(Stored data)

-*-*-

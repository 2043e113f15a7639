//! Inventory endpoints.

use crate::server::state::AppState;
use axum::{
    Json,
    extract::{Path, State},
};
use racepay_core::types::{Gender, InventoryItem, InventoryKey, Size};
use racepay_web::{AppError, WebResult};
use serde::{Deserialize, Serialize};

/// Counters of one `(size, gender)` row.
#[derive(Debug, Serialize)]
pub struct InventoryView {
    /// Shirt size
    pub size: Size,
    /// Gender cut
    pub gender: Gender,
    /// Total units
    pub stock: u32,
    /// Held by open groups
    pub reserved: u32,
    /// Committed to confirmed groups
    pub assigned: u32,
    /// `stock - reserved - assigned`
    pub available: u32,
}

impl From<InventoryItem> for InventoryView {
    fn from(item: InventoryItem) -> Self {
        Self {
            size: item.key.size,
            gender: item.key.gender,
            stock: item.stock,
            reserved: item.reserved,
            assigned: item.assigned,
            available: item.available(),
        }
    }
}

/// Stock configuration body.
#[derive(Debug, Deserialize)]
pub struct StockUpdate {
    /// New total stock
    pub stock: u32,
}

/// Counters of every row.
pub async fn list_inventory(State(state): State<AppState>) -> WebResult<Json<Vec<InventoryView>>> {
    let items = state.ledger.items().await?;
    Ok(Json(items.into_iter().map(InventoryView::from).collect()))
}

/// Create or resize a row.
///
/// ```bash
/// curl -X PUT http://localhost:8080/api/inventory/M/F -d '{"stock": 120}' -H 'Content-Type: application/json'
/// ```
pub async fn configure_stock(
    State(state): State<AppState>,
    Path((size, gender)): Path<(String, String)>,
    Json(update): Json<StockUpdate>,
) -> WebResult<Json<InventoryView>> {
    let size: Size = size.parse().map_err(|e| AppError::validation(format!("{e}")))?;
    let gender: Gender = gender.parse().map_err(|e| AppError::validation(format!("{e}")))?;

    let item = state
        .ledger
        .configure(InventoryKey::new(size, gender), update.stock)
        .await?;

    tracing::info!(key = %item.key, stock = item.stock, "Stock configured");
    Ok(Json(item.into()))
}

-*-*-

* **TASK BRIEF**
Retype each entry without altering a single word.

* **REPLY TO THE TASK**
repository 2043e113f15a7639
//! Inventory endpoints.

use crate::server::state::AppState;
use axum::{
    Json,
    extract::{Path, State},
};
use racepay_core::types::{Gender, InventoryItem, InventoryKey, Size};
use racepay_web::{AppError, WebResult};
use serde::{Deserialize, Serialize};

/// Counters of one `(size, gender)` row.
#[derive(Debug, Serialize)]
pub struct InventoryView {
    /// Shirt size
    pub size: Size,
    /// Gender cut
    pub gender: Gender,
    /// Total units
    pub stock: u32,
    /// Held by open groups
    pub reserved: u32,
    /// Committed to confirmed groups
    pub assigned: u32,
    /// `stock - reserved - assigned`
    pub available: u32,
}

impl From<InventoryItem> for InventoryView {
    fn from(item: InventoryItem) -> Self {
        Self {
            size: item.key.size,
            gender: item.key.gender,
            stock: item.stock,
            reserved: item.reserved,
            assigned: item.assigned,
            available: item.available(),
        }
    }
}

/// Stock configuration body.
#[derive(Debug, Deserialize)]
pub struct StockUpdate {
    /// New total stock
    pub stock: u32,
}

/// Counters of every row.
pub async fn list_inventory(State(state): State<AppState>) -> WebResult<Json<Vec<InventoryView>>> {
    let items = state.ledger.items().await?;
    Ok(Json(items.into_iter().map(InventoryView::from).collect()))
}

/// Create or resize a row.
///
/// ```bash
/// curl -X PUT http://localhost:8080/api/inventory/M/F -d '{"stock": 120}' -H 'Content-Type: application/json'
/// ```
pub async fn configure_stock(
    State(state): State<AppState>,
    Path((size, gender)): Path<(String, String)>,
    Json(update): Json<StockUpdate>,
) -> WebResult<Json<InventoryView>> {
    let size: Size = size.parse().map_err(|e| AppError::validation(format!("{e}")))?;
    let gender: Gender = gender.parse().map_err(|e| AppError::validation(format!("{e}")))?;

    let item = state
        .ledger
        .configure(InventoryKey::new(size, gender), update.stock)
        .await?;

    tracing::info!(key = %item.key, stock = item.stock, "Stock configured");
    Ok(Json(item.into()))
}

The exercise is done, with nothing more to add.